With courts shuttered for several months, COVID-19 has exacerbated New Jersey’s existing legal logjam. The number of backlogged cases this May was 153 higher than May 2019, according to the Administrative Office of the Courts.

With court cases proceeding slowly, litigants are understandably looking at other options. For some, mediation and arbitration can provide a solution, as they allow cases to be resolved outside the courtroom. However, before choosing to proceed with either dispute resolution alternative, it is important to fully understand how it will impact your legal rights.

Arbitration

In arbitration, a neutral individual or group of individuals (either an arbitrator or an arbitration panel) is appointed to resolve the dispute. In some cases, the parties can select arbitrators who subject matter experts that are knowledgeable about complex areas of law, such as intellectual property, insurance, or securities law.

Arbitration generally proceeds more quickly than court proceedings and, therefore, is often less costly. Like a court proceeding, arbitration generally involves hearings and the submission of documents. However, it has its own set of rules, which are generally much less formal than court proceedings. Unlike mediation, it is important to note that the arbitrator’s decision is generally final and binding on the parties.  That, of course, means there is usually no appeal from an arbitrator’s decision. If a party believes the decision is improper, arbitrary, or fails to follow applicable law, it is nevertheless stuck with that decision.

Mediation

In mediation, a neutral third party is called on to help negotiate the differences in the parties’ positions in order to lead to settlement of all or some of the issues in dispute. Unlike a judge or jury, the role of the mediator is to help the parties find common ground rather than make any binding decision regarding the dispute.

Mediation is fairly informal. During mediation, the parties and their counsel typically have the opportunity to meet privately with the mediator.

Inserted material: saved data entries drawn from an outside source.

#[cfg(test)]
mod tests {
    use super::*;
    use tokio::io::{AsyncBufRead, AsyncReadExt};
    use tokio::net::TcpListener;

    const STEP: Duration = Duration::from_secs(5);

    fn manager() -> (ConnectionManager, mpsc::UnboundedReceiver<LinkEvent>) {
        manager_with(ConnectionSettings::default())
    }

    fn manager_with(settings: ConnectionSettings) -> (ConnectionManager, mpsc::UnboundedReceiver<LinkEvent>) {
        let (tx, rx) = mpsc::unbounded_channel();
        (ConnectionManager::new(settings, tx), rx)
    }

    async fn listener() -> (TcpListener, u16) {
        let listener = TcpListener::bind("127.0.0.1:0").await.unwrap();
        let port = listener.local_addr().unwrap().port();
        (listener, port)
    }

    async fn next_line<R: AsyncBufRead + Unpin>(reader: &mut R) -> String {
        let mut line = String::new();
        timeout(STEP, reader.read_line(&mut line)).await.unwrap().unwrap();
        line
    }

    async fn next_event(events: &mut mpsc::UnboundedReceiver<LinkEvent>) -> LinkEvent {
        timeout(STEP, events.recv()).await.unwrap().unwrap()
    }

    /// Skip state/error events until a message arrives.
    async fn next_message(events: &mut mpsc::UnboundedReceiver<LinkEvent>) -> IrcMessage {
        loop {
            if let LinkEvent::Message(msg) = next_event(events).await {
                return msg;
            }
        }
    }

    #[tokio::test]
    async fn test_connect_registers_and_reports_connected() {
        let (listener, port) = listener().await;
        let (manager, mut events) = manager();

        manager.connect("127.0.0.1", port, "crab").await.unwrap();
        assert_eq!(manager.state(), ConnectionState::Connected);
        assert_eq!(next_event(&mut events).await, LinkEvent::State(ConnectionState::Connecting));
        assert_eq!(next_event(&mut events).await, LinkEvent::State(ConnectionState::Connected));

        let (stream, _) = listener.accept().await.unwrap();
        let mut server = BufReader::new(stream);
        assert_eq!(next_line(&mut server).await, "NICK crab\r\n");
        assert_eq!(next_line(&mut server).await, "USER crab 0 * :crab\r\n");
    }

    #[tokio::test]
    async fn test_ping_is_answered_before_it_is_forwarded() {
        let (listener, port) = listener().await;
        let (manager, mut events) = manager();
        manager.connect("127.0.0.1", port, "crab").await.unwrap();

        let (stream, _) = listener.accept().await.unwrap();
        let (read_half, mut write_half) = stream.into_split();
        let mut server = BufReader::new(read_half);
        next_line(&mut server).await;
        next_line(&mut server).await;

        write_half.write_all(b"PING :irc.example.org\r\n").await.unwrap();

        let forwarded = next_message(&mut events).await;
        assert!(forwarded.is_ping());
        // The PONG was flushed before the event went out, so it is already here.
        assert_eq!(next_line(&mut server).await, "PONG :irc.example.org\r\n");

        write_half.write_all(b":a!b@c PRIVMSG #x :after\r\n").await.unwrap();
        let next = next_message(&mut events).await;
        assert!(next.is_privmsg());
        assert_eq!(next.trailing, "after");
    }

    #[tokio::test]
    async fn test_garbage_lines_are_skipped() {
        let (listener, port) = listener().await;
        let (manager, mut events) = manager();
        manager.connect("127.0.0.1", port, "crab").await.unwrap();

        let (mut stream, _) = listener.accept().await.unwrap();
        stream
            .write_all(b"\r\n   \r\n:lonelyprefix\r\n:srv 372 crab :- motd\r\n")
            .await
            .unwrap();

        let msg = next_message(&mut events).await;
        assert_eq!(msg.numeric_code(), Some(372));
    }

    #[tokio::test]
    async fn test_send_when_idle_is_rejected() {
        let (manager, _events) = manager();
        let err = manager.send(&message::list()).await.unwrap_err();
        assert!(matches!(err, ConnectionError::NotConnected));
    }

    #[tokio::test]
    async fn test_refused_connect_reports_error() {
        let (listener, port) = listener().await;
        drop(listener);
        let (manager, mut events) = manager();

        let err = manager.connect("127.0.0.1", port, "crab").await.unwrap_err();
        assert!(matches!(err, ConnectionError::Connect { .. }));
        assert_eq!(manager.state(), ConnectionState::Error);

        assert_eq!(next_event(&mut events).await, LinkEvent::State(ConnectionState::Connecting));
        assert!(matches!(next_event(&mut events).await, LinkEvent::Error(_)));
        assert_eq!(next_event(&mut events).await, LinkEvent::State(ConnectionState::Error));
        assert!(matches!(
            manager.send("LIST\r\n").await,
            Err(ConnectionError::NotConnected)
        ));
    }

    #[tokio::test]
    async fn test_disconnect_sends_quit_and_is_idempotent() {
        let (listener, port) = listener().await;
        let (tx, _rx) = mpsc::unbounded_channel();
        let settings = ConnectionSettings {
            quit_message: Some("see you".to_string()),
            ..ConnectionSettings::default()
        };
        let manager = ConnectionManager::new(settings, tx);
        manager.connect("127.0.0.1", port, "crab").await.unwrap();
        let (mut stream, _) = listener.accept().await.unwrap();

        manager.disconnect().await;
        assert_eq!(manager.state(), ConnectionState::Disconnected);
        manager.disconnect().await;
        assert_eq!(manager.state(), ConnectionState::Disconnected);

        let mut received = String::new();
        timeout(STEP, stream.read_to_string(&mut received)).await.unwrap().unwrap();
        assert_eq!(received, "NICK crab\r\nUSER crab 0 * :crab\r\nQUIT :see you\r\n");

        assert!(matches!(
            manager.send(&message::list()).await,
            Err(ConnectionError::NotConnected)
        ));
    }

    #[tokio::test]
    async fn test_explicit_quit_reason_overrides_setting() {
        let (listener, port) = listener().await;
        let (manager, _events) = manager();
        manager.connect("127.0.0.1", port, "crab").await.unwrap();
        let (mut stream, _) = listener.accept().await.unwrap();

        manager.disconnect_with_reason(Some("gone fishing")).await;

        let mut received = String::new();
        timeout(STEP, stream.read_to_string(&mut received)).await.unwrap().unwrap();
        assert!(received.ends_with("QUIT :gone fishing\r\n"));
    }

    #[tokio::test]
    async fn test_server_close_ends_disconnected() {
        let (listener, port) = listener().await;
        let (manager, mut events) = manager();
        manager.connect("127.0.0.1", port, "crab").await.unwrap();

        // Read registration first so the close is a clean FIN, not a reset.
        let (stream, _) = listener.accept().await.unwrap();
        let mut server = BufReader::new(stream);
        next_line(&mut server).await;
        next_line(&mut server).await;
        drop(server);

        let mut states = Vec::new();
        while states.last() != Some(&ConnectionState::Disconnected) {
            match next_event(&mut events).await {
                LinkEvent::State(state) => states.push(state),
                LinkEvent::Error(e) => panic!("unexpected error event: {}", e),
                LinkEvent::Message(_) => {}
            }
        }
        assert_eq!(manager.state(), ConnectionState::Disconnected);
        assert_eq!(
            states,
            vec![
                ConnectionState::Connecting,
                ConnectionState::Connected,
                ConnectionState::Disconnected
            ]
        );
        assert!(matches!(
            manager.send(&message::list()).await,
            Err(ConnectionError::NotConnected)
        ));
    }

    #[tokio::test]
    async fn test_read_timeout_keeps_partial_line() {
        let (listener, port) = listener().await;
        let (manager, mut events) = manager_with(ConnectionSettings {
            read_timeout: Duration::from_millis(100),
            ..ConnectionSettings::default()
        });
        manager.connect("127.0.0.1", port, "crab").await.unwrap();

        let (mut stream, _) = listener.accept().await.unwrap();
        stream.write_all(b":a!b@c PRIV").await.unwrap();
        tokio::time::sleep(Duration::from_millis(300)).await;
        stream.write_all(b"MSG #x :hello\r\n").await.unwrap();

        let msg = next_message(&mut events).await;
        assert!(msg.is_privmsg());
        assert_eq!(msg.trailing, "hello");
        assert_eq!(manager.state(), ConnectionState::Connected);
    }

    #[tokio::test]
    async fn test_oversized_line_is_dropped() {
        let (listener, port) = listener().await;
        let (manager, mut events) = manager();
        manager.connect("127.0.0.1", port, "crab").await.unwrap();

        let (mut stream, _) = listener.accept().await.unwrap();
        let mut flood = b":a!b@c PRIVMSG #x :".to_vec();
        flood.resize(3 * MAX_LINE_BYTES, b'a');
        flood.extend_from_slice(b"\r\n:srv 372 crab :- motd\r\n");
        stream.write_all(&flood).await.unwrap();

        let msg = next_message(&mut events).await;
        assert_eq!(msg.numeric_code(), Some(372));
        assert_eq!(msg.trailing, "- motd");
        assert_eq!(manager.state(), ConnectionState::Connected);
    }

    #[tokio::test]
    async fn test_failed_send_tears_down_with_error() {
        let (listener, port) = listener().await;
        let (manager, mut events) = manager_with(ConnectionSettings {
            write_timeout: Duration::from_millis(300),
            ..ConnectionSettings::default()
        });
        manager.connect("127.0.0.1", port, "crab").await.unwrap();

        // The server never reads, so a large enough line fills both socket
        // buffers and the write times out.
        let (_stream, _) = listener.accept().await.unwrap();
        let mut line = "a".repeat(64 * 1024 * 1024);
        line.push_str("\r\n");
        let err = manager.send(&line).await.unwrap_err();
        assert!(matches!(err, ConnectionError::WriteTimeout(_)));
        assert_eq!(manager.state(), ConnectionState::Error);

        let mut errors = Vec::new();
        while let Ok(event) = events.try_recv() {
            if let LinkEvent::Error(reason) = event {
                errors.push(reason);
            }
        }
        assert_eq!(errors, vec![err.to_string()]);
        assert!(matches!(
            manager.send(&message::list()).await,
            Err(ConnectionError::NotConnected)
        ));
    }

    #[tokio::test]
    async fn test_send_right_after_connected_reaches_link() {
        let (listener, port) = listener().await;
        let (manager, _events) = manager();
        let mut state = manager.subscribe_state();

        let sender = manager.clone();
        let waiter = tokio::spawn(async move {
            state.wait_for(|s| *s == ConnectionState::Connected).await.unwrap();
            sender.send(&message::list()).await
        });

        manager.connect("127.0.0.1", port, "crab").await.unwrap();
        timeout(STEP, waiter).await.unwrap().unwrap().unwrap();

        let (stream, _) = listener.accept().await.unwrap();
        let mut server = BufReader::new(stream);
        next_line(&mut server).await;
        next_line(&mut server).await;
        assert_eq!(next_line(&mut server).await, "LIST\r\n");
    }

    #[tokio::test]
    async fn test_overlapping_connects_leave_one_live_link() {
        let (listener, port) = listener().await;
        let (manager, mut events) = manager();

        let (first, second) = tokio::join!(
            manager.connect("127.0.0.1", port, "one"),
            manager.connect("127.0.0.1", port, "two"),
        );
        first.unwrap();
        second.unwrap();
        assert_eq!(manager.state(), ConnectionState::Connected);

        // Backlog order matches connect order: the first accepted socket is
        // the one that was replaced.
        let (mut replaced, _) = listener.accept().await.unwrap();
        let (survivor, _) = listener.accept().await.unwrap();

        let mut received = String::new();
        timeout(STEP, replaced.read_to_string(&mut received)).await.unwrap().unwrap();
        assert_eq!(received, "NICK one\r\nUSER one 0 * :one\r\nQUIT :Leaving\r\n");

        let (read_half, mut write_half) = survivor.into_split();
        let mut server = BufReader::new(read_half);
        let nick_line = next_line(&mut server).await;
        next_line(&mut server).await;
        write_half.write_all(b"PING :still-here\r\n").await.unwrap();
        assert_eq!(next_line(&mut server).await, "PONG :still-here\r\n");
        assert_eq!(manager.state(), ConnectionState::Connected);

        let mut connected = 0;
        let mut disconnected = 0;
        while let Ok(event) = events.try_recv() {
            match event {
                LinkEvent::State(ConnectionState::Connected) => connected += 1,
                LinkEvent::State(ConnectionState::Disconnected) => disconnected += 1,
                LinkEvent::Error(e) => panic!("unexpected error event: {}", e),
                _ => {}
            }
        }
        assert_eq!(connected, 2);
        assert_eq!(disconnected, 1);
        assert_eq!(nick_line, "NICK two\r\n");
    }
}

During these sessions, you can clarify issues and answer questions that the mediator may have about your positions.  While a court is limited to determining ultimate relief, i.e., liability and damages, mediators are free to propose creative solutions.

While mediation is not binding upon the parties, statistics show that about 80 percent of claims mediated in the federal courts ultimately settle. Even when mediation is not successful at fully resolving the case, it can often narrow the issues that remain in dispute and require court resolution.

Advantages of Alternative Dispute Resolution

Both mediation and arbitration are forms of alternative dispute resolution (ADR), as they are an alternative to traditional court proceedings. Prior to COVID-19, ADR had some advantages over litigation. Below are several that are even more relevant today:

  • Less Time and Money: ADR is almost always less costly and time-consuming than going to trial. This is particularly true for complex cases involving complicated issues and/or multiple parties. With businesses closely monitoring expenses during the ongoing economic slowdown, ADR can be an attractive option.
  • Use of Technology: Unlike courts who have been forced to quickly embrace technology, ADR was already using video conferencing and tools to conduct proceedings remotely. As a result, the processes have been well-tested and refined. 
  • Confidentiality: Court cases, judgments, and opinions are generally public records. ADR generally allows the parties to maintain the confidentiality of the proceedings, which can help litigants avoid media attention regarding their legal matters and resolve claims without harming their brand or reputation.
  • Reduced Risk: Putting your fate in the hands of a judge or jury is always a gamble. In complex commercial cases, the parties run the risk that the decision-maker will not fully grasp the claims/defenses they have raised and award a much higher verdict than is warranted. ADR allows the parties to have greater control over the outcome, whether it is selecting the arbitrator or working with a mediator to settle the case.
  • Preservation of Business Relationships: Litigation can be contentious and often destroys the strongest business relationships. ADR, particularly mediation, can preserve those relationships by encouraging the parties to work together to find a mutually-beneficial resolution. In these tough economic times, it can be particularly beneficial to maintain existing business partnerships.

Despite the benefits discussed above, ADR isn’t the best fit for resolving every complex commercial matter. Accordingly, it is important for clients and their counsel to carefully evaluate the risks and benefits of each course of action.